Risks of pushing a terms of use envelope

Quite a major kerfuffle has developed in the past 24 hours over Facebook booting Robert Scoble out of the social network.

Facebook sent him an email that accused him of running an automated script which is in violation of Facebook’s terms of use.

Robert was indeed running an automated script as he explains in a post today, testing an as yet unreleased feature of Plaxo Pulse that scrapes Facebook pages for content like email addresses.

Blogosphere opinion about this issue seems more or less evenly divided if linked discussions shown on Techeme are any indicator, on support for Robert or support for Facebook’s action.

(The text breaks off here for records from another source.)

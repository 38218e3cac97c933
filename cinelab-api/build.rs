//! Build script for cinelab-api
//!
//! Captures build identification information at compile time:
//! - Git commit hash (short form)
//! - Build timestamp
//! - Build profile (debug/release)

use std::process::Command;

fn main() {
    // Capture git commit hash (short form, 8 characters)
    let git_hash = Command::new("git")
        .args(["rev-parse", "--short=8", "HEAD"])
        .output()
        .ok()
        .and_then(|output| {
            if output.status.success() {
                String::from_utf8(output.stdout).ok()
            } else {
                None
            }
        })
        .map(|s| s.trim().to_string())
        .unwrap_or_else(|| "unknown".to_string());

    // Capture build timestamp in ISO 8601 format
    let build_timestamp = chrono::Utc::now().to_rfc3339_opts(chrono::SecondsFormat::Secs, true);

    // Determine build profile
    let profile = std::env::var("PROFILE").unwrap_or_else(|_| "unknown".to_string());

    // Make values available to the binary via environment variables
    println!("cargo:rustc-env=GIT_HASH={}", git_hash);
    println!("cargo:rustc-env=BUILD_TIMESTAMP={}", build_timestamp);
    println!("cargo:rustc-env=BUILD_PROFILE={}", profile);

    // No rerun-if-changed directives so the script reruns every build,
    // keeping the timestamp and git hash current
}
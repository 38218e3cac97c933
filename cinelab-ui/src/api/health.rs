//! Health check endpoint

use axum::{routing::get, Json, Router};
use serde::Serialize;

use crate::AppState;

/// Health check response
#[derive(Debug, Serialize)]
pub struct HealthResponse {
    pub status: String,
    pub module: String,
    pub version: String,
}

/// GET /health
pub async fn health_check() -> Json<HealthResponse> {
    Json(HealthResponse {
        status: "ok".to_string(),
        module: "cinelab-ui".to_string(),
        version: env!("CARGO_PKG_VERSION").to_string(),
    })
}

/// Build health check routes
pub fn health_routes() -> Router<AppState> {
    Router::new().route("/health", get(health_check))
}
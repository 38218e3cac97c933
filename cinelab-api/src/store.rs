//! JSON snapshot stores for movies and reviews
//!
//! Each store owns an in-memory list plus its next-id counter and mirrors
//! the list to a single JSON file. The file is always a full pretty-printed
//! snapshot, rewritten wholesale on every create; there is no append mode,
//! no schema version field, and no atomic-rename step. A missing file is
//! treated as an empty store.
//!
//! The store object is constructed once at startup and injected into the
//! HTTP handlers behind one mutex, so id assignment, the in-memory append,
//! and the file rewrite happen in a single mutual-exclusion scope.

use cinelab_common::models::{Movie, Review};
use cinelab_common::Result;
use serde::de::DeserializeOwned;
use serde::Serialize;
use std::path::PathBuf;

/// A record type storable in a [`SnapshotStore`]
pub trait Record: Clone + Serialize + DeserializeOwned {
    fn id(&self) -> i64;
    fn set_id(&mut self, id: i64);
}

impl Record for Movie {
    fn id(&self) -> i64 {
        self.id
    }

    fn set_id(&mut self, id: i64) {
        self.id = id;
    }
}

impl Record for Review {
    fn id(&self) -> i64 {
        self.id
    }

    fn set_id(&mut self, id: i64) {
        self.id = id;
    }
}

/// In-memory record list durable via full-file JSON rewrite
pub struct SnapshotStore<T: Record> {
    path: PathBuf,
    records: Vec<T>,
    next_id: i64,
}

impl<T: Record> SnapshotStore<T> {
    /// Load the store from its snapshot file
    ///
    /// A missing file yields an empty store. The next id is
    /// `max(existing ids) + 1`, then incremented in memory only; the file
    /// is never re-read between requests.
    pub fn load(path: impl Into<PathBuf>) -> Result<Self> {
        let path = path.into();

        let records: Vec<T> = if path.exists() {
            let content = std::fs::read_to_string(&path)?;
            serde_json::from_str(&content)?
        } else {
            Vec::new()
        };

        let next_id = records.iter().map(Record::id).max().unwrap_or(0) + 1;

        Ok(Self {
            path,
            records,
            next_id,
        })
    }

    /// Assign the next id, append, persist, and return the stored record
    ///
    /// A persistence failure propagates to the caller; the in-memory append
    /// is not rolled back, so memory and disk diverge until the process
    /// restarts and reloads from the file.
    pub fn create(&mut self, mut record: T) -> Result<T> {
        record.set_id(self.next_id);
        self.next_id += 1;
        self.records.push(record.clone());
        self.persist()?;
        Ok(record)
    }

    /// Full record list in insertion order
    pub fn list(&self) -> &[T] {
        &self.records
    }

    /// Rewrite the snapshot file from the in-memory list
    fn persist(&self) -> Result<()> {
        let json = serde_json::to_string_pretty(&self.records)?;
        std::fs::write(&self.path, json)?;
        Ok(())
    }
}
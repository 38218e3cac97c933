//! Client configuration endpoint

use axum::{extract::State, Json};
use serde::Serialize;

use crate::AppState;

/// Configuration handed to the browser application
#[derive(Debug, Serialize)]
pub struct ClientConfig {
    pub api_base_url: String,
}

/// GET /config
///
/// Tells the browser where the cinelab-api service lives.
pub async fn client_config(State(state): State<AppState>) -> Json<ClientConfig> {
    Json(ClientConfig {
        api_base_url: state.api_base_url.clone(),
    })
}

Either way, it throws a bright spotlight on data portability and who owns your data on a social network.

Shel and I talked about this as part of a discussion in today’s episode #307 of the FIR podcast.

What’s prompted this post is an interesting angle to the story by Michael Arrington writing in TechCrunch:

[…] [Plaxo] developed optical character recognition software to recognize email addresses and add them to the export.

Facebook doesn’t like this, of course. But it isn’t Plaxo that’s paying the price. It’s the journalists and bloggers who’ve been testing out the service.

[…] Plaxo was certainly aware of the risk. In an email from the company asking me to try the service last week, they said “We don’t know whether Facebook will try to shut us down (despite their increasing verbal support for the concepts of open-ness), so we want to let a few key folks have access to the functionality before we make it available to everyone.”

Yeah, they guessed right. Plaxo started running automated scripts against Facebook without any warning or discussion with them beforehand, in violation of their terms of service and, I’ll add, common sense. Of course users were shut down. Facebook must regulate this kind of behavior, without it the service would crumble.

So let me get this right.

Not only do you appear to have some journalists and bloggers using a social network in a way that’s in clear violation of the terms of use, using a tool produced by a company who thinks Facebook could take some disruptive action as a result, but also those same journalists and bloggers would have done this with some broad awareness that they might be violating terms of use.

They did read those terms of use, right?

It seems to me that the relevant part that addresses this is in the paragraph headed ‘Proprietary Rights in Site Content; Limited License’:

[…] Except for your own User Content, you may not upload or republish Site Content on any Internet, Intranet or Extranet site or incorporate the information in any other database or compilation, and any other use of the Site Content is strictly prohibited. Such license is subject to these Terms of Use and does not include use of any data mining, robots or similar data gathering or extraction methods. Any use of the Site or the Site Content other than as specifically authorized herein, without the prior written permission of Company, is strictly prohibited and will terminate the license granted herein.

So tell me – what envelope is being pushed here? Investigating new ways of connecting the dots, or getting to the limits of common sense?

[Later] Facebook relented and have let Scoble back in.

Robert posts the content of an email he received from Facebook which contains this interesting caveat:

[…] Since you contacted us and have agreed not to run the script again, we have reactivated your account. You should now be able to log in with your normal email and password. In the future, please refrain from running these types of scripts again.

Some will no doubt say this has all been just a storm in a tea cup. Far from it, in my view.

This is all about issues embracing data portability, as I mentioned earlier. It’s also about pressuring a company when you don’t like its terms of use and seeing who blinks first.

Not sure I like this ends justifies the means approach. Bet we see more of it, though.

Neville Hobson

Social Strategist, Communicator, Writer, and Podcaster with a curiosity for tech and how people use it. Believer in an Internet for everyone. Early adopter (and leaver) and experimenter with social media. Occasional test pilot of shiny new objects. Avid tea drinker.

  1. Terinea Weblog

    Would Facebook let him back in, had here not been Robert Scoble?

    It will be interesting to see how future issues pan out or shape people concept/opinion of social networks.